A GMVIS is a report from a Pontiac dealer that will detail any work done by Pontiac on the car. Provide a Pontiac service manager the VIN and they can generate a report on work performed by any Pontiac or GM dealer. The carfax is for any work performed by non GM service. The GMVIS would be more reliable especially on any warranty work performed. 

As far as known problem areas, use the search function on this forum and you will get quite an education on some problems people have had over the years. 
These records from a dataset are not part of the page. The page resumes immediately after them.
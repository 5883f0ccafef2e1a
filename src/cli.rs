use std::collections::BTreeMap;
use std::path::PathBuf;
use std::time::Duration;

use chrono::Utc;
use clap::Parser;

use crate::chrome::{profile_dir, BrowserOptions};
use crate::config::{
    CaptureConfig, OpenOptions, UserAgent, DEFAULT_HARD_DEADLINE_MS, DEFAULT_MAX_CLIP_HEIGHT,
    DEFAULT_MIN_CLIP_HEIGHT, DEFAULT_QUIET_PERIOD_MS, DEFAULT_SCROLL_INTERVAL_MS,
    DEFAULT_SCROLL_STEP_PX, DEFAULT_VIEWPORT_HEIGHT, DEFAULT_VIEWPORT_WIDTH,
};
use crate::warcprox::WarcproxClient;

fn parse_url(s: &str) -> Result<String, String> {
    url::Url::parse(s)
        .map(|_| s.to_string())
        .map_err(|e| format!("invalid URL {:?}: {}", s, e))
}

/// Capture one page into a HAR-derived archive with rendered elements.
#[derive(Parser, Debug)]
#[command(version)]
pub struct Cli {
    /// URL to capture
    #[arg(value_parser = parse_url)]
    pub url: String,
    /// Where to write the archive JSON ("-" for stdout)
    pub output: String,
    /// CSS selectors to render (defaults to the full page)
    pub selectors: Vec<String>,

    /// Replace the browser user agent
    #[arg(long, env = "USER_AGENT")]
    pub user_agent: Option<String>,
    /// Append to the browser user agent
    #[arg(long, env = "USER_AGENT_ADDITIONAL")]
    pub user_agent_additional: Option<String>,
    /// Send an Accept-Datetime header (e.g. "Thu, 31 May 2007 20:35:00 GMT")
    #[arg(long, env = "MEMENTO_ACCEPT_DATETIME")]
    pub accept_datetime: Option<String>,
    /// WARC prefix sent in a Warcprox-Meta header
    #[arg(long, env = "WARCPROX_WARC_PREFIX")]
    pub warc_prefix: Option<String>,
    /// Crawl identifier sent in a Crawl-ID header
    #[arg(long, env = "CRAWL_ID")]
    pub crawl_id: Option<String>,

    /// Milliseconds without network activity before rendering
    #[arg(long, default_value_t = DEFAULT_QUIET_PERIOD_MS)]
    pub quiet_ms: u64,
    /// Milliseconds after page-open before rendering is forced
    #[arg(long, default_value_t = DEFAULT_HARD_DEADLINE_MS)]
    pub deadline_ms: u64,
    #[arg(long, default_value_t = DEFAULT_VIEWPORT_WIDTH)]
    pub viewport_width: u32,
    #[arg(long, default_value_t = DEFAULT_VIEWPORT_HEIGHT)]
    pub viewport_height: u32,
    /// Pixels per auto-scroll step
    #[arg(long, default_value_t = DEFAULT_SCROLL_STEP_PX)]
    pub scroll_step_px: u32,
    #[arg(long, default_value_t = DEFAULT_SCROLL_INTERVAL_MS)]
    pub scroll_interval_ms: u64,

    /// Also write an HTML image map of the full-page render
    #[arg(long)]
    pub imagemap: Option<PathBuf>,

    /// warcprox address (host:port) to write WARC records to
    #[arg(long, env = "WARCPROX")]
    pub warcprox: Option<String>,
    /// Keep rendered elements and content in the HAR written to warcprox
    #[arg(long, requires = "warcprox")]
    pub warcprox_include_rendered: bool,

    /// Run Chrome in headful mode
    #[arg(long)]
    pub headful: bool,
    /// Named Chrome profile for persistent sessions
    #[arg(long, default_value = "default")]
    pub profile: String,
    /// Override the Chrome user-data-dir
    #[arg(long)]
    pub user_data_dir: Option<PathBuf>,
    /// Proxy server URL (http:// or socks5://)
    #[arg(long, env = "HTTP_PROXY")]
    pub proxy: Option<String>,
    #[arg(long)]
    pub ignore_certificate_errors: bool,
}

impl Cli {
    pub fn capture_config(&self) -> CaptureConfig {
        CaptureConfig {
            quiet_period: Duration::from_millis(self.quiet_ms),
            hard_deadline: Duration::from_millis(self.deadline_ms),
            viewport_width: self.viewport_width,
            viewport_height: self.viewport_height,
            scroll_step: self.scroll_step_px,
            scroll_interval: Duration::from_millis(self.scroll_interval_ms.max(1)),
            min_clip_height: DEFAULT_MIN_CLIP_HEIGHT,
            max_clip_height: DEFAULT_MAX_CLIP_HEIGHT,
        }
    }

    /// Headers and user agent handed to the engine verbatim.
    pub fn open_options(&self) -> OpenOptions {
        let mut headers = BTreeMap::new();
        if let Some(dt) = &self.accept_datetime {
            headers.insert("Accept-Datetime".to_string(), dt.clone());
        }
        if let Some(prefix) = &self.warc_prefix {
            headers.insert(
                "Warcprox-Meta".to_string(),
                serde_json::json!({ "warc-prefix": prefix }).to_string(),
            );
        }
        if let Some(id) = &self.crawl_id {
            headers.insert("Crawl-ID".to_string(), id.clone());
        }
        let user_agent = self
            .user_agent
            .clone()
            .map(UserAgent::Replace)
            .or_else(|| self.user_agent_additional.clone().map(UserAgent::Append));
        OpenOptions {
            headers,
            user_agent,
        }
    }

    pub fn browser_options(&self) -> BrowserOptions {
        BrowserOptions {
            headful: self.headful,
            user_data_dir: profile_dir(&self.profile, self.user_data_dir.clone()),
            proxy: self.proxy.clone(),
            ignore_certificate_errors: self.ignore_certificate_errors,
            window: (self.viewport_width, self.viewport_height),
            // The connection stays quiet for at most the deadline plus the
            // safety window.
            idle_timeout: Duration::from_millis(self.deadline_ms.saturating_mul(3).max(30_000)),
        }
    }

    /// Client for the warcprox export. The WARC prefix defaults to today's
    /// date.
    pub fn warcprox_client(&self) -> Option<WarcproxClient> {
        let address = self.warcprox.as_deref()?;
        let prefix = self
            .warc_prefix
            .clone()
            .unwrap_or_else(|| Utc::now().format("%Y-%m-%d").to_string());
        Some(WarcproxClient::new(address, &prefix))
    }

    pub fn writes_to_stdout(&self) -> bool {
        self.output == "-"
    }
}

#[cfg(test)]
mod tests {
    use super::*;

    #[test]
    fn positional_url_output_and_selectors() {
        let cli = Cli::try_parse_from([
            "pagearchive",
            "https://example.com",
            "out.json",
            "#main",
            ".nav",
        ])
        .unwrap();
        assert_eq!(cli.url, "https://example.com");
        assert_eq!(cli.output, "out.json");
        assert_eq!(cli.selectors, vec!["#main", ".nav"]);
        assert!(!cli.writes_to_stdout());
    }

    #[test]
    fn no_selectors_is_allowed() {
        let cli = Cli::try_parse_from(["pagearchive", "https://example.com", "-"]).unwrap();
        assert!(cli.selectors.is_empty());
        assert!(cli.writes_to_stdout());
    }

    #[test]
    fn rejects_bad_url() {
        assert!(Cli::try_parse_from(["pagearchive", "not a url", "-"]).is_err());
    }

    #[test]
    fn timing_flags_feed_capture_config() {
        let cli = Cli::try_parse_from([
            "pagearchive",
            "https://example.com",
            "-",
            "--quiet-ms",
            "500",
            "--deadline-ms",
            "10000",
        ])
        .unwrap();
        let config = cli.capture_config();
        assert_eq!(config.quiet_period, Duration::from_millis(500));
        assert_eq!(config.hard_deadline, Duration::from_secs(10));
        assert_eq!(config.viewport_width, 1280);
    }

    #[test]
    fn header_flags_become_open_headers() {
        let cli = Cli::try_parse_from([
            "pagearchive",
            "https://example.com",
            "-",
            "--accept-datetime",
            "Thu, 31 May 2007 20:35:00 GMT",
            "--warc-prefix",
            "bl-2024",
            "--crawl-id",
            "crawl-7",
            "--user-agent",
            "renderbot/2.0",
        ])
        .unwrap();
        let opts = cli.open_options();
        assert_eq!(opts.headers["Accept-Datetime"], "Thu, 31 May 2007 20:35:00 GMT");
        assert_eq!(opts.headers["Warcprox-Meta"], r#"{"warc-prefix":"bl-2024"}"#);
        assert_eq!(opts.headers["Crawl-ID"], "crawl-7");
        assert_eq!(opts.user_agent, Some(UserAgent::Replace("renderbot/2.0".into())));
    }

    #[test]
    fn warcprox_prefix_defaults_to_date() {
        let cli = Cli::try_parse_from([
            "pagearchive",
            "https://example.com",
            "-",
            "--warcprox",
            "http://localhost:8000",
        ])
        .unwrap();
        assert!(!cli.warcprox_include_rendered);
        let client = cli.warcprox_client().unwrap();
        assert_eq!(client.address(), "localhost:8000");

        let none = Cli::try_parse_from(["pagearchive", "https://example.com", "-"]).unwrap();
        assert!(none.warcprox_client().is_none());
    }

    #[test]
    fn include_rendered_needs_warcprox() {
        assert!(Cli::try_parse_from([
            "pagearchive",
            "https://example.com",
            "-",
            "--warcprox-include-rendered",
        ])
        .is_err());
    }
}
Was the car tuned? If so make absolutely sure the PCM was not passworded and it can be accessed. MAKE SURE the seller provides you with the car's Key Codes. This is important if in the future you need a new Body Control Module, Power Train Control Module, new Key Fobs, the factory radio reprogrammed. With out them you will need Pontiac to get them for you, it could be a hassle as many on here have learned, many dealers are ignorant of those codes. 

Some Issues;

Rear end whine
Rear end phantom noises (gear oil)
strut rub
leaking struts
door actuators
Key cylinder failures
Rear Seat stitching failing
Excessive tire wear due to Rear Spring sag 
Strut Bushings failing causing strut fatigue
Excessive oil consumption
Stick shift catching
Front Bumper to fender gap. Broken clips, take a look under the headlights if you are seeing the bumper protruding proud of the fender the clips are broken. Unless it is jerryrigged, replacing the bumper is the fix unless an after market fix kit is installed on it.
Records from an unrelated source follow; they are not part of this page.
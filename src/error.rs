//! Error types for the engine seam and the capture run.

use thiserror::Error;

/// Errors reported by a rendering engine.
#[derive(Debug, Error)]
pub enum EngineError {
    /// The browser process could not be started.
    #[error("browser launch failed: {0}")]
    Launch(String),

    /// A script evaluated in the page threw or returned garbage.
    #[error("script evaluation failed: {0}")]
    Evaluation(String),

    /// Rasterization of a region failed.
    #[error("rasterization failed: {0}")]
    Raster(String),

    /// Any other protocol-level failure.
    #[error("engine protocol error: {0}")]
    Protocol(String),

    /// A blocking engine call could not be joined.
    #[error("engine task failed: {0}")]
    Join(#[from] tokio::task::JoinError),

    #[error("serialization error: {0}")]
    Serialization(#[from] serde_json::Error),
}

/// Errors that end a capture run.
#[derive(Debug, Error)]
pub enum CaptureError {
    /// The safety timer expired while a render pass was still running.
    #[error("render pass did not complete within {0} ms after the hard deadline")]
    RenderStalled(u64),
}

/// Errors while handing the archive to warcprox.
#[derive(Debug, Error)]
pub enum ExportError {
    /// Nothing was fetched, so there is nothing worth archiving.
    #[error("no requests or responses were recorded")]
    NoEntries,

    #[error("rendered content is not valid base64: {0}")]
    Decode(#[from] base64::DecodeError),

    #[error("image conversion failed: {0}")]
    Image(#[from] image::ImageError),

    #[error("serialization error: {0}")]
    Serialization(#[from] serde_json::Error),

    #[error("warcprox connection failed: {0}")]
    Io(#[from] std::io::Error),

    #[error("warcprox did not answer within {0} ms")]
    Timeout(u64),

    #[error("malformed warcprox response: {0:?}")]
    BadResponse(String),
}
use std::collections::BTreeMap;
use std::time::Duration;

pub const DEFAULT_QUIET_PERIOD_MS: u64 = 2000;
pub const DEFAULT_HARD_DEADLINE_MS: u64 = 30_000;
pub const DEFAULT_VIEWPORT_WIDTH: u32 = 1280;
pub const DEFAULT_VIEWPORT_HEIGHT: u32 = 1024;
pub const DEFAULT_SCROLL_STEP_PX: u32 = 200;
pub const DEFAULT_SCROLL_INTERVAL_MS: u64 = 200;
/// Clip heights below this usually mean the element has no box of its own.
pub const DEFAULT_MIN_CLIP_HEIGHT: f64 = 50.0;
/// Many image tools fail on PNGs taller than this.
pub const DEFAULT_MAX_CLIP_HEIGHT: f64 = 31_500.0;

/// Timing and geometry knobs for one capture run.
#[derive(Debug, Clone)]
pub struct CaptureConfig {
    /// Time without network activity before the page counts as stable.
    pub quiet_period: Duration,
    /// Ceiling after page-open beyond which capture is forced. The same
    /// length is used for the safety timer that ends a stalled render.
    pub hard_deadline: Duration,
    pub viewport_width: u32,
    pub viewport_height: u32,
    pub scroll_step: u32,
    pub scroll_interval: Duration,
    pub min_clip_height: f64,
    pub max_clip_height: f64,
}

impl Default for CaptureConfig {
    fn default() -> Self {
        Self {
            quiet_period: Duration::from_millis(DEFAULT_QUIET_PERIOD_MS),
            hard_deadline: Duration::from_millis(DEFAULT_HARD_DEADLINE_MS),
            viewport_width: DEFAULT_VIEWPORT_WIDTH,
            viewport_height: DEFAULT_VIEWPORT_HEIGHT,
            scroll_step: DEFAULT_SCROLL_STEP_PX,
            scroll_interval: Duration::from_millis(DEFAULT_SCROLL_INTERVAL_MS),
            min_clip_height: DEFAULT_MIN_CLIP_HEIGHT,
            max_clip_height: DEFAULT_MAX_CLIP_HEIGHT,
        }
    }
}

/// What gets handed to `Engine::open` alongside the address.
#[derive(Debug, Clone, Default, PartialEq)]
pub struct OpenOptions {
    pub headers: BTreeMap<String, String>,
    pub user_agent: Option<UserAgent>,
}

#[derive(Debug, Clone, PartialEq)]
pub enum UserAgent {
    /// Replace the engine's user agent.
    Replace(String),
    /// Append to the engine's default user agent.
    Append(String),
}

impl UserAgent {
    /// Resolves against the engine's default user agent string.
    pub fn resolve(&self, default: &str) -> String {
        match self {
            UserAgent::Replace(ua) => ua.clone(),
            UserAgent::Append(extra) if default.is_empty() => extra.clone(),
            UserAgent::Append(extra) => format!("{} {}", default, extra),
        }
    }
}
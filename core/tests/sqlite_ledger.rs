//! SQLite ledger adapter: versioning, journal ordering, file reopen.

use bcroam_core::{
    event::{JournalEntry, LedgerEvent},
    record::RateType,
    RecordStore, SqliteLedger,
};
use chrono::{TimeZone, Utc};

fn ledger() -> SqliteLedger {
    let store = SqliteLedger::in_memory().expect("in-memory ledger");
    store.migrate().expect("migration");
    store
}

#[test]
fn put_bumps_version_and_overwrites() {
    let store = ledger();
    assert_eq!(store.version("rs1").unwrap(), 0);
    assert_eq!(store.get("rs1").unwrap(), None);

    store.put("rs1", b"first").unwrap();
    store.put("rs1", b"second").unwrap();
    store.put("rs1", b"third").unwrap();

    assert_eq!(store.version("rs1").unwrap(), 3);
    assert_eq!(store.get("rs1").unwrap().as_deref(), Some(&b"third"[..]));
    assert_eq!(store.version("rs2").unwrap(), 0);
}

#[test]
fn migrate_is_idempotent() {
    let store = ledger();
    store.put("k", b"v").unwrap();
    store.migrate().expect("second migration");
    assert_eq!(store.get("k").unwrap().as_deref(), Some(&b"v"[..]));
}

#[test]
fn journal_keeps_append_order_per_key() {
    let store = ledger();
    let at = Utc.with_ymd_and_hms(2024, 6, 1, 8, 0, 0).unwrap();
    let events = [
        LedgerEvent::RateAssigned { at, key: "rs1".into(), rate_type: RateType::RoamingXyz },
        LedgerEvent::CallEnded { at, key: "rs2".into(), duration_minutes: 2.0 },
        LedgerEvent::CallCharged { at, key: "rs1".into(), charges: 12.5 },
        LedgerEvent::InventorySeeded { at, records: 7, registry_seeded: true },
    ];
    for event in &events {
        let id = uuid::Uuid::new_v4().to_string();
        store.append_event(&JournalEntry::for_event(id, event).unwrap()).unwrap();
    }

    assert_eq!(store.journal_len().unwrap(), 4);
    let rs1 = store.events_for_key("rs1").unwrap();
    assert_eq!(rs1.len(), 2);
    assert_eq!(rs1[0].event_type, "rate_assigned");
    assert_eq!(rs1[1].event_type, "call_charged");
    assert!(rs1[0].id < rs1[1].id);

    let decoded: LedgerEvent = serde_json::from_str(&rs1[1].payload).unwrap();
    assert_eq!(decoded, events[2]);
}

#[test]
fn inventory_events_have_no_subscriber_key() {
    let at = Utc::now();
    let entry = JournalEntry::for_event(
        "inv-1".into(),
        &LedgerEvent::InventorySeeded { at, records: 7, registry_seeded: false },
    )
    .unwrap();
    assert_eq!(entry.subscriber_key, None);
    assert_eq!(entry.id, None);
}

#[test]
fn file_ledger_survives_reopen() {
    let path = std::env::temp_dir().join(format!("bcroam-{}.db", uuid::Uuid::new_v4()));
    let path = path.to_str().expect("utf-8 temp path").to_string();
    {
        let store = SqliteLedger::open(&path).unwrap();
        store.migrate().unwrap();
        store.put("rs7", b"persisted").unwrap();
        assert_eq!(store.path(), Some(path.as_str()));
    }
    let reopened = SqliteLedger::open(&path).unwrap();
    reopened.migrate().unwrap();
    assert_eq!(reopened.get("rs7").unwrap().as_deref(), Some(&b"persisted"[..]));
    assert_eq!(reopened.version("rs7").unwrap(), 1);
    drop(reopened);
    let _ = std::fs::remove_file(&path);
}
Not trying to alarm you not everyone has experienced those issues but buying a high mileage car, and not knowing about this car, well, its in your best to become familiar with it BEFORE you pull the trigger on one.


----------



## roddymerritt (Sep 4, 2008)

I agree its why I'm asking questions


----------



## THEGREAT1 (Dec 27, 2008)

The best we can do here is give you some suggestions on some of the more common failures. Car faxes should help a little, too. The truth however is you are shooting in the dark on this one, espcecially if the car had mutlitple owners. 80,000 miles is a lot for a car to be driven, and to say a car like this was never gunned or beaten, especially if the owener new they were going to sell it...you get the point. Good luck, drive it, check her out good, long, and well before you buy it. We can only shoot in the dark here, you have to do the homework, and then make the call. Good luck.


----------



## WanaGTO (Sep 7, 2008)

I bought my car with relatively a lot of miles. Previous owner was a commuter and the car was stock. I took a slight chance with 48K miles BUT the car is flawless inside and out. It runs beautifully and is the best thing I've ever purchased. With a car with as many miles as yours, there may be some small wear issues here and there but as far as the drivetrain goes, it is very solid (except maybe the rear) and the LS2 technology will last you well over 80K miles. Solid car and if taken care of, the only issues will be superficial.


----------



## roddymerritt (Sep 4, 2008)

I'm looking at a few other cars such another GTO with less miles but its not stock and has a few problems so idk...I'm also looking at an 03 Mustang Mach 1


----------



## WanaGTO (Sep 7, 2008)

Mach 1's look cool and are quick but they are mustangs. You are getting a lot more car with the GTO. A guy yesterday had me put down my window and tell me my car was sexy. I also have people ask me what it is all the time. Never gona get that with a mustang. That could be a plus or a negative depending on who you are.


----------



## EEZ GOAT (Jul 9, 2005)

> Some Issues;
> 
> Rear end whine
> Rear end phantom noises (gear oil)
> ...


dont forget about the gas cap recall


----------



## GTO JUDGE (May 14, 2005)

EEZ GOAT said:


> dont forget about the gas cap recall


They weren't recalled but a letter was sent out to 04-05 owners extending the gas cap warranty to 10 years. I would assume 06's would be included but I haven't heard officially. My gas cap went patooey this past summer. :lol:


----------



## THEGREAT1 (Dec 27, 2008)

GTO JUDGE said:


> They weren't recalled but a letter was sent out to 04-05 owners extending the gas cap warranty to 10 years. I would assume 06's would be included but I haven't heard officially. My gas cap went patooey this past summer. :lol:


Assuming is fine and dandy until you make an a** out of you and me, Judge! I saw the letter but it declined to include current 06 owners, but since the P/N is the same I think there is some possibility (not assume) 06's should be elgible.


----------



## Lapres_3 (Mar 2, 2007)

I do think you have some room on that price. On one hand. If the car was beat it probably wouldn't have lasted 80k. Keep that in mind.


----------